If not, the increased granularity that the (extra) numbers themselves represent (that you propose), would possibly give rise to greater questions.



Such as why they exist on certain scorecards within certain fights.



As you can see, along with the increased granularity potentially comes a lot of questions.



And a lot (more) of questions about the way one of the most subjectively judged (both from officials and spectators) sports is officiated, might just (at least in the eyes of those that control large aspects of the sport) expose and/or confirm certain uncomfortable truths about how the sport really works.



In it's current guise the sport has a financial means of profiting from the controversy associated with it's subjective and controversial nature; without anyone really being able to confirm their suspicions as to how/why the controversy and/or concerning scorecard came to exist in the first place.

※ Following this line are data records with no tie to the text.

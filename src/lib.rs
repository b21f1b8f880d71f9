pub mod config;
pub mod convert;
pub mod http;
pub mod units;

#[cfg(target_arch = "wasm32")]
pub mod wasm;
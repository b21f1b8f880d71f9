use crate::units::table::{UnitTable, LENGTH};
use serde::{Deserialize, Serialize};
use std::fmt;

/// Unit categories served by the converter
#[derive(Debug, Clone, Copy, PartialEq, Eq, Hash, Deserialize, Serialize)]
#[serde(rename_all = "lowercase")]
pub enum UnitCategory {
    Length,
}

impl UnitCategory {
    /// Resolve a route segment such as "length"
    pub fn from_segment(segment: &str) -> Option<Self> {
        match segment {
            "length" => Some(UnitCategory::Length),
            _ => None,
        }
    }

    pub fn all() -> &'static [UnitCategory] {
        &[UnitCategory::Length]
    }

    /// Route segment for this category
    pub fn segment(&self) -> &'static str {
        match self {
            UnitCategory::Length => "length",
        }
    }

    /// Capitalised noun used at the start of messages
    pub fn label(&self) -> &'static str {
        match self {
            UnitCategory::Length => "Length",
        }
    }

    pub fn base_unit(&self) -> &'static str {
        match self {
            UnitCategory::Length => "meter",
        }
    }

    pub fn table(&self) -> &'static UnitTable {
        match self {
            UnitCategory::Length => &*LENGTH,
        }
    }
}

impl fmt::Display for UnitCategory {
    fn fmt(&self, f: &mut fmt::Formatter<'_>) -> fmt::Result {
        write!(f, "{}", self.segment())
    }
}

Usually that means is associated with if not directly connected to commissions and rematches.



I am unsure how the entire establishment, promoters, advisors, and other boxing kingpins would respond to more granularity, accountability and transparency.



Usually small doses of such commodities result in large repercussions and backlashes, and as such they are usually treated as a "problem" in the same way as you have (justifiably) treated the existing, and largely exploitable, scoring system.



None of this means your idea is not theoretically clever - it is.



More than likely - particularly whilst there exists no reliable, objective, and accepted electronic means of tallying scoring punches and all the other boxing aspects/maneuvers (such as effective evasiveness) that may comprise of and/or be associated with the additional numbers and granularity you have suggested - it means that the idea is, practically, uninteresting; due to the changes and "problems" it may represent to the entire establishment, promoters, advisors, and other boxing kingpins.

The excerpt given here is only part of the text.